What the exercise asks:
Within the material below, locate the line with "pincode, terms) in" and the line with "pincode, payment_terms) VALUES", then return those two lines and all lines between them, exactly as written.

□ □ □ □

impl FromRow for Purchase {
    fn from_row(row: &Row) -> CoreResult<Self> {
        Ok(Purchase {
            id: row.get_i64("id")?,
            purchase_number: row.get_string("purchase_number")?,
            supplier_name: row.get_string("supplier_name")?,
            product_id: row.get_opt_i64("product_id")?,
            product_name: row.get_opt_string("product_name")?,
            quantity: row.get_i64("quantity")?,
            unit_price: cents(row, "unit_price_cents")?,
            total_amount: cents(row, "total_amount_cents")?,
            purchase_date: row.get_date("purchase_date")?,
            payment_method: label(row, "payment_method")?,
            payment_status: label(row, "payment_status")?,
            notes: row.get_opt_string("notes")?,
            created_at: row.get_datetime("created_at")?,
        })
    }
}

#[derive(Debug, Clone, PartialEq)]
pub struct NewPurchase {
    pub supplier_name: String,
    /// When set, stock is received into this product.
    pub product_id: Option<i64>,
    pub product_name: Option<String>,
    pub quantity: i64,
    pub unit_price: Money,
    pub purchase_date: NaiveDate,
    pub payment_method: PaymentMethod,
    pub payment_status: PaymentStatus,
    pub notes: Option<String>,
}

// =============================================================================
// Stock Movement
// =============================================================================

#[derive(Debug, Clone, PartialEq, Serialize, Deserialize)]
pub struct StockMovement {
    pub id: i64,
    pub product_id: i64,
    pub movement_type: MovementType,
    /// Always positive; direction comes from `movement_type`.
    pub quantity: i64,
    pub reference_type: ReferenceType,
    pub reference_id: Option<i64>,
    pub notes: Option<String>,
    pub created_at: NaiveDateTime,
}

impl FromRow for StockMovement {
    fn from_row(row: &Row) -> CoreResult<Self> {
        Ok(StockMovement {
            id: row.get_i64("id")?,
            product_id: row.get_i64("product_id")?,
            movement_type: label(row, "movement_type")?,
            quantity: row.get_i64("quantity")?,
            reference_type: label(row, "reference_type")?,
            reference_id: row.get_opt_i64("reference_id")?,
            notes: row.get_opt_string("notes")?,
            created_at: row.get_datetime("created_at")?,
        })
    }
}
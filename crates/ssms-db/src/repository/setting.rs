//! The `settings` table: typed key/value pairs.

use ssms_core::{params, Setting, SettingType};
use tracing::debug;

use crate::config::Backend;
use crate::connector::{Connector, SqlxConnector};
use crate::error::DbResult;
use crate::store::Store;

#[derive(Debug, Clone)]
pub struct SettingRepository<C: Connector + Clone = SqlxConnector> {
    store: Store<C>,
}

impl<C: Connector + Clone> SettingRepository<C> {
    pub fn new(store: Store<C>) -> Self {
        SettingRepository { store }
    }

    pub async fn get(&self, key: &str) -> DbResult<Option<Setting>> {
        self.store
            .query(
                "SELECT * FROM settings WHERE setting_key = ?",
                params![key],
            )
            .await
            .into_first()
    }

    /// Every setting, by key.
    pub async fn all(&self) -> DbResult<Vec<Setting>> {
        self.store
            .query("SELECT * FROM settings ORDER BY setting_key", ())
            .await
            .into_records()
    }

    /// Inserts or replaces a setting's value and type. The description of an
    /// existing setting is kept.
    pub async fn set(&self, key: &str, value: &str, setting_type: SettingType) -> DbResult<()> {
        debug!(key = %key, "Saving setting");
        let sql = match self.store.config().backend {
            Backend::Sqlite => {
                "INSERT INTO settings (setting_key, setting_value, setting_type) VALUES (?, ?, ?) \
                 ON CONFLICT(setting_key) DO UPDATE SET \
                 setting_value = excluded.setting_value, \
                 setting_type = excluded.setting_type, \
                 updated_at = CURRENT_TIMESTAMP"
            }
            Backend::MySql => {
                "INSERT INTO settings (setting_key, setting_value, setting_type) VALUES (?, ?, ?) \
                 ON DUPLICATE KEY UPDATE \
                 setting_value = VALUES(setting_value), \
                 setting_type = VALUES(setting_type)"
            }
        };
        self.store
            .query(sql, params![key, value, setting_type])
            .await
            .into_affected()
            .map(|_| ())
    }
}
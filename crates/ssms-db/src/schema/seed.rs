//! Starter data, applied with insert-if-absent statements.
//!
//! Each statement collides on a natural unique key (username, category
//! name, SKU, customer email, supplier name, invoice number, setting key)
//! when its row already exists, so re-running inserts nothing.

use ssms_core::{params, BusinessRules, CustomerType, Money, Params, PaymentMethod, PaymentStatus, Role, SettingType};

use crate::config::Backend;

/// One seed statement and its parameters.
#[derive(Debug, Clone, PartialEq)]
pub struct SeedStatement {
    /// Step name reported on failure, e.g. `seed product LAP001`.
    pub step: String,
    pub sql: String,
    pub params: Params,
}

const CATEGORIES: &[(&str, &str)] = &[
    ("Electronics", "Electronic devices and accessories"),
    ("Clothing", "Apparel and fashion items"),
    ("Food & Beverages", "Food and drink products"),
    ("Books", "Books and educational materials"),
    ("Home & Garden", "Home improvement and garden supplies"),
    ("Sports", "Sports equipment and accessories"),
];

struct SeedProduct {
    name: &'static str,
    sku: &'static str,
    category: &'static str,
    description: &'static str,
    purchase_price: Money,
    selling_price: Money,
    stock: i64,
    min_stock: i64,
    unit: &'static str,
    supplier: &'static str,
}

const PRODUCTS: &[SeedProduct] = &[
    SeedProduct {
        name: "Laptop",
        sku: "LAP001",
        category: "Electronics",
        description: "High-performance laptop",
        purchase_price: Money::from_cents(5_000_000),
        selling_price: Money::from_cents(6_500_000),
        stock: 10,
        min_stock: 2,
        unit: "Pieces",
        supplier: "Tech Supplier",
    },
    SeedProduct {
        name: "T-Shirt",
        sku: "TSH001",
        category: "Clothing",
        description: "Cotton t-shirt",
        purchase_price: Money::from_cents(20_000),
        selling_price: Money::from_cents(50_000),
        stock: 50,
        min_stock: 10,
        unit: "Pieces",
        supplier: "Fashion Supplier",
    },
    SeedProduct {
        name: "Coffee",
        sku: "COF001",
        category: "Food & Beverages",
        description: "Premium coffee beans",
        purchase_price: Money::from_cents(30_000),
        selling_price: Money::from_cents(45_000),
        stock: 25,
        min_stock: 5,
        unit: "Kg",
        supplier: "Food Supplier",
    },
    SeedProduct {
        name: "Python Book",
        sku: "BOK001",
        category: "Books",
        description: "Python programming guide",
        purchase_price: Money::from_cents(40_000),
        selling_price: Money::from_cents(60_000),
        stock: 15,
        min_stock: 3,
        unit: "Pieces",
        supplier: "Book Supplier",
    },
    SeedProduct {
        name: "Garden Tools",
        sku: "GAR001",
        category: "Home & Garden",
        description: "Complete garden tool set",
        purchase_price: Money::from_cents(150_000),
        selling_price: Money::from_cents(200_000),
        stock: 8,
        min_stock: 2,
        unit: "Set",
        supplier: "Garden Supplier",
    },
];

// (name, email, phone, address, city, state, pincode, type, credit limit)
const CUSTOMERS: &[(&str, &str, &str, &str, &str, &str, &str, CustomerType, Money)] = &[
    (
        "John Doe",
        "john@example.com",
        "9876543210",
        "123 Main St",
        "Mumbai",
        "Maharashtra",
        "400001",
        CustomerType::Individual,
        Money::from_cents(1_000_000),
    ),
    (
        "ABC Company",
        "contact@abc.com",
        "9876543211",
        "456 Business Ave",
        "Delhi",
        "Delhi",
        "110001",
        CustomerType::Business,
        Money::from_cents(5_000_000),
    ),
    (
        "Jane Smith",
        "jane@example.com",
        "9876543212",
        "789 Residential Rd",
        "Bangalore",
        "Karnataka",
        "560001",
        CustomerType::Individual,
        Money::from_cents(500_000),
    ),
];

// (name, contact, email, phone, address, city, state, pincode, terms)
const SUPPLIERS: &[(&str, &str, &str, &str, &str, &str, &str, &str, &str)] = &[
    (
        "Tech Supplier",
        "Raj Kumar",
        "raj@techsupplier.com",
        "9876543213",
        "Tech Park",
        "Mumbai",
        "Maharashtra",
        "400002",
        "Net 30",
    ),
    (
        "Fashion Supplier",
        "Priya Singh",
        "priya@fashionsupplier.com",
        "9876543214",
        "Fashion District",
        "Delhi",
        "Delhi",
        "110002",
        "Net 15",
    ),
    (
        "Food Supplier",
        "Amit Patel",
        "amit@foodsupplier.com",
        "9876543215",
        "Food Market",
        "Bangalore",
        "Karnataka",
        "560002",
        "Net 7",
    ),
];

// (customer email, product sku, quantity, unit price, method)
const SALES: &[(&str, &str, i64, Money, PaymentMethod)] = &[
    ("john@example.com", "LAP001", 1, Money::from_cents(6_500_000), PaymentMethod::Card),
    ("contact@abc.com", "TSH001", 10, Money::from_cents(50_000), PaymentMethod::BankTransfer),
    ("jane@example.com", "COF001", 2, Money::from_cents(45_000), PaymentMethod::Upi),
];

const SETTINGS: &[(&str, &str, SettingType, &str)] = &[
    ("company_name", "SSMS Solutions", SettingType::String, "Company name"),
    ("currency", "₹", SettingType::String, "Default currency symbol"),
    ("timezone", "Asia/Kolkata", SettingType::String, "Default timezone"),
    ("date_format", "DD/MM/YYYY", SettingType::String, "Date display format"),
    ("auto_backup", "true", SettingType::Boolean, "Enable automatic backup"),
    ("session_timeout", "30", SettingType::Number, "Session timeout in minutes"),
];

/// Username of the seeded administrator.
pub const ADMIN_USERNAME: &str = "admin";

/// Seed statements in application order.
///
/// The admin user is included only when `admin_password_hash` is given.
pub fn seed_statements(backend: Backend, admin_password_hash: Option<&str>) -> Vec<SeedStatement> {
    let insert = backend.insert_ignore();
    let rules = BusinessRules::default();
    let mut out = Vec::new();

    if let Some(hash) = admin_password_hash {
        out.push(SeedStatement {
            step: "seed admin user".to_string(),
            sql: format!(
                "{insert} INTO users (username, password_hash, email, role, first_name, last_name, is_active) \
                 VALUES (?, ?, ?, ?, ?, ?, 1)"
            ),
            params: params![ADMIN_USERNAME, hash, "admin@ssms.com", Role::Admin, "System", "Administrator"],
        });
    }

    for (name, description) in CATEGORIES {
        out.push(SeedStatement {
            step: format!("seed category {}", name),
            sql: format!("{insert} INTO categories (name, description) VALUES (?, ?)"),
            params: params![*name, *description],
        });
    }

    for p in PRODUCTS {
        out.push(SeedStatement {
            step: format!("seed product {}", p.sku),
            sql: format!(
                "{insert} INTO products (name, sku, category, description, purchase_price_cents, \
                 selling_price_cents, stock_quantity, min_stock_level, unit, supplier) \
                 VALUES (?, ?, ?, ?, ?, ?, ?, ?, ?, ?)"
            ),
            params: params![
                p.name,
                p.sku,
                p.category,
                p.description,
                p.purchase_price,
                p.selling_price,
                p.stock,
                p.min_stock,
                p.unit,
                p.supplier
            ],
        });
    }

    for (name, email, phone, address, city, state, pincode, kind, credit) in CUSTOMERS {
        out.push(SeedStatement {
            step: format!("seed customer {}", email),
            sql: format!(
                "{insert} INTO customers (name, email, phone, address, city, state, pincode, \
                 customer_type, credit_limit_cents) VALUES (?, ?, ?, ?, ?, ?, ?, ?, ?)"
            ),
            params: params![*name, *email, *phone, *address, *city, *state, *pincode, *kind, *credit],
        });
    }

    for (name, contact, email, phone, address, city, state, pincode, terms) in SUPPLIERS {
        out.push(SeedStatement {
            step: format!("seed supplier {}", name),
            sql: format!(
                "{insert} INTO suppliers (name, contact_person, email, phone, address, city, state, \
                 pincode, payment_terms) VALUES (?, ?, ?, ?, ?, ?, ?, ?, ?)"
            ),
            params: params![*name, *contact, *email, *phone, *address, *city, *state, *pincode, *terms],
        });
    }

    // Customer and product ids are looked up, not assumed.
    for (seq, (email, sku, quantity, unit_price, method)) in SALES.iter().enumerate() {
        let invoice = rules.invoice_number(seq as i64 + 1);
        out.push(SeedStatement {
            step: format!("seed sale {}", invoice),
            sql: format!(
                "{insert} INTO sales (invoice_number, customer_id, customer_name, product_id, \
                 product_name, quantity, unit_price_cents, total_amount_cents, payment_method, \
                 payment_status) \
                 SELECT ?, c.id, c.name, p.id, p.name, ?, ?, ?, ?, ? \
                 FROM customers c, products p WHERE c.email = ? AND p.sku = ?"
            ),
            params: params![
                invoice,
                *quantity,
                *unit_price,
                *unit_price * *quantity,
                *method,
                PaymentStatus::Paid,
                *email,
                *sku
            ],
        });
    }

    for (key, value, kind, description) in SETTINGS {
        out.push(SeedStatement {
            step: format!("seed setting {}", key),
            sql: format!(
                "{insert} INTO settings (setting_key, setting_value, setting_type, description) \
                 VALUES (?, ?, ?, ?)"
            ),
            params: params![*key, *value, *kind, *description],
        });
    }

    out
}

□ □ □ □

Solution for this exercise:
    for (name, contact, email, phone, address, city, state, pincode, terms) in SUPPLIERS {
        out.push(SeedStatement {
            step: format!("seed supplier {}", name),
            sql: format!(
                "{insert} INTO suppliers (name, contact_person, email, phone, address, city, state, \
                 pincode, payment_terms) VALUES (?, ?, ?, ?, ?, ?, ?, ?, ?)"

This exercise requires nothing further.